- _WHAT TO WORK ON_
Return copies of the lines below that mention "MessageId".
Segment Start: SOURCE DATA
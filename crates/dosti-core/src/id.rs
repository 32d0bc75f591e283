//! Participant and conversation identifiers.
//!
//! A conversation between two users is addressed by an identifier derived
//! from both participants, so either side computes the same key without
//! any lookup.

use std::fmt;

use serde::{Deserialize, Serialize, Serializer};
use uuid::Uuid;

use crate::{Error, Result};

/// Joins the two participant ids inside a conversation key.
pub const SEPARATOR: char = '_';

/// Store-assigned message identifier.
pub type MessageId = Uuid;

// ─── UserId ──────────────────────────────────────────────────────────────────

/// Opaque, stable user identifier issued by the auth collaborator.
#[derive(
  Debug, Clone, PartialEq, Eq, PartialOrd, Ord, Hash, Serialize, Deserialize,
)]
#[serde(transparent)]
pub struct UserId(String);

impl UserId {
  pub fn new(id: impl Into<String>) -> Self { Self(id.into()) }

  pub fn as_str(&self) -> &str { &self.0 }

  pub fn is_blank(&self) -> bool { self.0.trim().is_empty() }
}

impl fmt::Display for UserId {
  fn fmt(&self, f: &mut fmt::Formatter<'_>) -> fmt::Result {
    f.write_str(&self.0)
  }
}

impl From<&str> for UserId {
  fn from(s: &str) -> Self { Self(s.to_owned()) }
}

impl From<String> for UserId {
  fn from(s: String) -> Self { Self(s) }
}

// ─── ConversationId ──────────────────────────────────────────────────────────

/// Canonical identifier of the conversation between exactly two users.
///
/// Keeps the ordered participant pair alongside the rendered key so the
/// participants never have to be recovered by splitting the key. Ids may
/// contain the separator, so two different pairs can render the same key;
/// stores scope records by [`participants`](Self::participants), not by
/// [`key`](Self::key).
#[derive(Debug, Clone, PartialEq, Eq, Hash)]
pub struct ConversationId {
  low:  UserId,
  high: UserId,
  key:  String,
}

impl ConversationId {
  /// Derive the conversation key for `a` and `b`: `min(a,b) _ max(a,b)`.
  ///
  /// Fails with [`Error::InvalidParticipants`] when either id is blank or
  /// both are the same user.
  pub fn between(a: &UserId, b: &UserId) -> Result<Self> {
    if a.is_blank() || b.is_blank() || a == b {
      return Err(Error::InvalidParticipants);
    }
    let (low, high) = if a < b { (a, b) } else { (b, a) };
    Ok(Self {
      key:  format!("{low}{SEPARATOR}{high}"),
      low:  low.clone(),
      high: high.clone(),
    })
  }

  pub fn key(&self) -> &str { &self.key }

  /// Both participants, lexicographically ordered.
  pub fn participants(&self) -> (&UserId, &UserId) { (&self.low, &self.high) }

  pub fn includes(&self, user: &UserId) -> bool {
    &self.low == user || &self.high == user
  }

  /// The other participant, or `None` if `user` is not part of this
  /// conversation.
  pub fn counterpart_of(&self, user: &UserId) -> Option<&UserId> {
    if &self.low == user {
      Some(&self.high)
    } else if &self.high == user {
      Some(&self.low)
    } else {
      None
    }
  }
}

impl fmt::Display for ConversationId {
  fn fmt(&self, f: &mut fmt::Formatter<'_>) -> fmt::Result {
    f.write_str(&self.key)
  }
}

impl Serialize for ConversationId {
  fn serialize<S: Serializer>(&self, s: S) -> Result<S::Ok, S::Error> {
    s.serialize_str(&self.key)
  }
}

/// The Identity Resolver: order-independent conversation key for two users.
pub fn conversation_id(a: &UserId, b: &UserId) -> Result<ConversationId> {
  ConversationId::between(a, b)
}
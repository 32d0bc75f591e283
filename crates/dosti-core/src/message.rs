//! Messages and their reaction maps.
//!
//! A message is immutable once stored except for two fields: the receipt
//! (`is_seen`, `seen_at`), written by the receipt tracker, and the reaction
//! map, written by the reaction aggregator.

use std::collections::{BTreeMap, BTreeSet};

use chrono::{DateTime, Utc};
use serde::{Deserialize, Serialize};

use crate::{
  Error, Result,
  id::{ConversationId, MessageId, UserId},
};

// ─── Reactions ───────────────────────────────────────────────────────────────

/// Symbols offered by the reaction picker. Any non-empty symbol is accepted.
pub const DEFAULT_REACTIONS: [&str; 6] = ["❤️", "😂", "👍", "😢", "🎉", "🔥"];

type RawReactions = BTreeMap<String, BTreeSet<UserId>>;

/// Reaction symbol → set of reacting users.
///
/// Never holds a symbol mapped to an empty set; deserialising such a map
/// fails.
#[derive(Debug, Clone, Default, PartialEq, Eq, Serialize, Deserialize)]
#[serde(try_from = "RawReactions", into = "RawReactions")]
pub struct ReactionMap(RawReactions);

impl ReactionMap {
  pub fn new() -> Self { Self::default() }

  /// Build from `(symbol, user)` pairs, e.g. rows read back from a store.
  pub fn from_pairs<I>(pairs: I) -> Self
  where
    I: IntoIterator<Item = (String, UserId)>,
  {
    let mut map = Self::new();
    for (symbol, user) in pairs {
      map.insert(symbol, user);
    }
    map
  }

  pub fn contains(&self, symbol: &str, user: &UserId) -> bool {
    self.0.get(symbol).is_some_and(|users| users.contains(user))
  }

  pub fn users(&self, symbol: &str) -> Option<&BTreeSet<UserId>> {
    self.0.get(symbol)
  }

  pub fn count(&self, symbol: &str) -> usize {
    self.0.get(symbol).map_or(0, BTreeSet::len)
  }

  pub fn is_empty(&self) -> bool { self.0.is_empty() }

  pub fn symbols(&self) -> impl Iterator<Item = &str> {
    self.0.keys().map(String::as_str)
  }

  /// Add `user` under `symbol`. Returns `false` if already present.
  pub fn insert(&mut self, symbol: impl Into<String>, user: UserId) -> bool {
    self.0.entry(symbol.into()).or_default().insert(user)
  }

  /// Remove `user` from `symbol`, dropping the symbol once its set is
  /// empty. Returns `false` if the user had not reacted with it.
  pub fn remove(&mut self, symbol: &str, user: &UserId) -> bool {
    let Some(users) = self.0.get_mut(symbol) else {
      return false;
    };
    let removed = users.remove(user);
    if users.is_empty() {
      self.0.remove(symbol);
    }
    removed
  }
}

impl TryFrom<RawReactions> for ReactionMap {
  type Error = Error;

  fn try_from(raw: RawReactions) -> Result<Self> {
    if let Some((symbol, _)) = raw.iter().find(|(_, users)| users.is_empty()) {
      return Err(Error::MalformedDocument {
        kind:   "reaction map",
        reason: format!("symbol {symbol:?} has no reacting users"),
      });
    }
    Ok(Self(raw))
  }
}

impl From<ReactionMap> for RawReactions {
  fn from(map: ReactionMap) -> Self { map.0 }
}

/// Trim a requested reaction symbol, rejecting blanks.
pub fn normalize_symbol(symbol: &str) -> Result<&str> {
  let trimmed = symbol.trim();
  if trimmed.is_empty() {
    Err(Error::InvalidReaction)
  } else {
    Ok(trimmed)
  }
}

// ─── Message ─────────────────────────────────────────────────────────────────

#[derive(Debug, Clone, PartialEq, Serialize, Deserialize)]
pub struct Message {
  pub message_id:  MessageId,
  pub sender_id:   UserId,
  pub receiver_id: UserId,
  pub text:        String,
  /// Store-assigned; never earlier than any instant already in the
  /// conversation.
  pub created_at:  DateTime<Utc>,
  pub is_seen:     bool,
  pub seen_at:     Option<DateTime<Utc>>,
  #[serde(default)]
  pub reactions:   ReactionMap,
}

impl Message {
  pub fn conversation_id(&self) -> Result<ConversationId> {
    ConversationId::between(&self.sender_id, &self.receiver_id)
  }

  /// An inbound message `viewer` has not acknowledged yet.
  pub fn is_unseen_by(&self, viewer: &UserId) -> bool {
    &self.receiver_id == viewer && !self.is_seen
  }
}

/// Input to [`crate::store::ChatStore::insert_message`]. The identifier and
/// creation instant are assigned by the store.
#[derive(Debug, Clone)]
pub struct NewMessage {
  pub sender_id:   UserId,
  pub receiver_id: UserId,
  pub text:        String,
}
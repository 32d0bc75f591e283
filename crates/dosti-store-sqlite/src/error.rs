//! Error type for `dosti-store-sqlite`.

use dosti_core::id::UserId;
use thiserror::Error;

#[derive(Debug, Error)]
pub enum Error {
  #[error("core error: {0}")]
  Core(#[from] dosti_core::Error),

  #[error("database error: {0}")]
  Database(#[from] tokio_rusqlite::Error),

  #[error("uuid parse error: {0}")]
  Uuid(#[from] uuid::Error),

  #[error("date/time parse error: {0}")]
  DateParse(String),

  /// A row that violates the record contract.
  #[error("malformed row: {0}")]
  Malformed(String),

  #[error("user already exists: {0}")]
  UserExists(UserId),
}

pub type Result<T, E = Error> = std::result::Result<T, E>;

impl From<Error> for dosti_core::Error {
  fn from(e: Error) -> Self {
    match e {
      Error::Core(e) => e,
      Error::UserExists(id) => Self::UserExists(id),
      Error::Uuid(e) => Self::MalformedDocument {
        kind:   "record",
        reason: e.to_string(),
      },
      Error::DateParse(reason) | Error::Malformed(reason) => {
        Self::MalformedDocument { kind: "record", reason }
      }
      Error::Database(e) => Self::StoreUnavailable(Box::new(e)),
    }
  }
}
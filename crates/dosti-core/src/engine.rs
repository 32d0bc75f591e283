//! [`ChatEngine`]: all components over one shared store, plus the
//! session-scoped entry points a client action maps onto.

use std::sync::Arc;

use crate::{
  Result,
  directory::{ConversationDirectory, ConversationSummary, DirectorySubscription},
  id::{MessageId, UserId},
  live::MessageSubscription,
  log::MessageLog,
  message::Message,
  presence::{PresenceTracker, PresenceUpdate},
  reactions::{ReactionAggregator, ReactionToggle},
  receipts::{ReceiptOutcome, ReceiptTracker},
  session::Session,
  store::ChatStore,
};

pub struct ChatEngine<S> {
  store:     Arc<S>,
  log:       MessageLog<S>,
  receipts:  ReceiptTracker<S>,
  reactions: ReactionAggregator<S>,
  presence:  PresenceTracker<S>,
  directory: ConversationDirectory<S>,
}

impl<S: ChatStore> ChatEngine<S> {
  pub fn new(store: Arc<S>) -> Self {
    Self {
      log:       MessageLog::new(Arc::clone(&store)),
      receipts:  ReceiptTracker::new(Arc::clone(&store)),
      reactions: ReactionAggregator::new(Arc::clone(&store)),
      presence:  PresenceTracker::new(Arc::clone(&store)),
      directory: ConversationDirectory::new(Arc::clone(&store)),
      store,
    }
  }

  pub fn store(&self) -> &Arc<S> { &self.store }

  pub fn log(&self) -> &MessageLog<S> { &self.log }

  pub fn receipts(&self) -> &ReceiptTracker<S> { &self.receipts }

  pub fn reactions(&self) -> &ReactionAggregator<S> { &self.reactions }

  pub fn presence(&self) -> &PresenceTracker<S> { &self.presence }

  pub fn directory(&self) -> &ConversationDirectory<S> { &self.directory }

  // ── Session-scoped actions ────────────────────────────────────────────

  pub async fn send(&self, session: &Session, to: &UserId, text: &str) -> Result<Message> {
    let conversation = session.conversation_with(to)?;
    self.log.append(&conversation, session.user(), to, text).await
  }

  pub async fn history(&self, session: &Session, peer: &UserId) -> Result<Vec<Message>> {
    let conversation = session.conversation_with(peer)?;
    self.log.history(&conversation).await
  }

  pub fn subscribe(&self, session: &Session, peer: &UserId) -> Result<MessageSubscription<S>> {
    let conversation = session.conversation_with(peer)?;
    Ok(self.log.subscribe(&conversation))
  }

  /// The viewer has the conversation with `peer` open.
  pub async fn mark_seen(&self, session: &Session, peer: &UserId) -> Result<ReceiptOutcome> {
    let conversation = session.conversation_with(peer)?;
    self.receipts.mark_seen(&conversation, session.user()).await
  }

  pub async fn react(
    &self,
    session: &Session,
    peer: &UserId,
    message_id: MessageId,
    symbol: &str,
  ) -> Result<ReactionToggle> {
    let conversation = session.conversation_with(peer)?;
    self
      .reactions
      .toggle_reaction(&conversation, message_id, session.user(), symbol)
      .await
  }

  pub async fn connect(&self, session: &Session) -> Result<PresenceUpdate> {
    self.presence.set_online(session.user()).await
  }

  pub async fn disconnect(&self, session: &Session) -> Result<PresenceUpdate> {
    self.presence.set_offline(session.user()).await
  }

  pub async fn inbox(&self, session: &Session) -> Result<Vec<ConversationSummary>> {
    self.directory.list_for(session.user()).await
  }

  pub fn watch_inbox(&self, session: &Session) -> DirectorySubscription<S> {
    self.directory.watch(session.user())
  }
}
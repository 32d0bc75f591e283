//! Error types for `dosti-core`.

use thiserror::Error;

use crate::id::{MessageId, UserId};

#[derive(Debug, Error)]
pub enum Error {
  #[error("a conversation needs two distinct, non-empty participants")]
  InvalidParticipants,

  #[error("message text is empty")]
  EmptyMessage,

  #[error("{sender} -> {receiver} does not belong to conversation {conversation}")]
  ParticipantMismatch {
    conversation: String,
    sender:       UserId,
    receiver:     UserId,
  },

  #[error("{user} is not a participant of conversation {conversation}")]
  NotAParticipant { conversation: String, user: UserId },

  #[error("message not found: {0}")]
  MessageNotFound(MessageId),

  #[error("reaction symbol is empty")]
  InvalidReaction,

  #[error("user already exists: {0}")]
  UserExists(UserId),

  /// A stored record did not match its data contract.
  #[error("malformed {kind} document: {reason}")]
  MalformedDocument { kind: &'static str, reason: String },

  #[error("store unavailable: {0}")]
  StoreUnavailable(#[source] Box<dyn std::error::Error + Send + Sync>),
}

impl Error {
  /// Caller bugs: rejected up front and never worth retrying.
  pub fn is_validation(&self) -> bool {
    matches!(
      self,
      Self::InvalidParticipants
        | Self::EmptyMessage
        | Self::ParticipantMismatch { .. }
        | Self::NotAParticipant { .. }
        | Self::InvalidReaction
    )
  }
}

pub type Result<T, E = Error> = std::result::Result<T, E>;
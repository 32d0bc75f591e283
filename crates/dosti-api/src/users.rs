//! Handlers for `/users` endpoints.
//!
//! | Method | Path | Notes |
//! |--------|------|-------|
//! | `POST` | `/users` | Sign-up; starts the free trial. 409 if the id is taken |
//! | `GET`  | `/users/{id}` | Profile, presence and trial days left; 404 if not found |

use std::sync::Arc;

use axum::{
  Json,
  extract::{Path, State},
  http::StatusCode,
  response::IntoResponse,
};
use chrono::Utc;
use dosti_core::{
  ChatEngine, UserId,
  store::ChatStore,
  user::{NewUser, User},
};
use serde::{Deserialize, Serialize};

use crate::error::{ApiError, store_error};

/// A user record as served to clients.
#[derive(Debug, Serialize)]
pub struct UserView {
  #[serde(flatten)]
  pub user:            User,
  pub trial_days_left: Option<i64>,
}

impl UserView {
  fn at_now(user: User) -> Self {
    let trial_days_left = user.trial_days_left(Utc::now());
    Self { user, trial_days_left }
  }
}

// ─── Create ───────────────────────────────────────────────────────────────────

#[derive(Debug, Deserialize)]
pub struct CreateBody {
  pub user_id:      UserId,
  pub display_name: String,
  #[serde(default)]
  pub avatar_url:   Option<String>,
  #[serde(default)]
  pub bio:          Option<String>,
}

/// `POST /users`
pub async fn create<S>(
  State(engine): State<Arc<ChatEngine<S>>>,
  Json(body): Json<CreateBody>,
) -> Result<impl IntoResponse, ApiError>
where
  S: ChatStore + 'static,
{
  if body.user_id.is_blank() {
    return Err(ApiError::BadRequest("user_id must not be empty".into()));
  }
  if body.display_name.trim().is_empty() {
    return Err(ApiError::BadRequest("display_name must not be empty".into()));
  }

  let mut input = NewUser::new(body.user_id, body.display_name).with_trial(Utc::now());
  input.avatar_url = body.avatar_url;
  input.bio = body.bio;

  let user = engine.store().create_user(input).await.map_err(store_error)?;
  tracing::info!(user = %user.user_id, "user signed up");
  Ok((StatusCode::CREATED, Json(UserView::at_now(user))))
}

// ─── Get one ──────────────────────────────────────────────────────────────────

/// `GET /users/{id}`
pub async fn get_one<S>(
  State(engine): State<Arc<ChatEngine<S>>>,
  Path(id): Path<UserId>,
) -> Result<Json<UserView>, ApiError>
where
  S: ChatStore + 'static,
{
  let user = engine
    .store()
    .get_user(&id)
    .await
    .map_err(store_error)?
    .ok_or_else(|| ApiError::NotFound(format!("user {id} not found")))?;
  Ok(Json(UserView::at_now(user)))
}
Segment End: SOURCE DATA
- _WRITTEN REPLY_
pub type MessageId = Uuid;
  id::{ConversationId, MessageId, UserId},
  pub message_id:  MessageId,
  id::{MessageId, UserId},
    message_id: MessageId,
use crate::id::{MessageId, UserId};
  MessageNotFound(MessageId),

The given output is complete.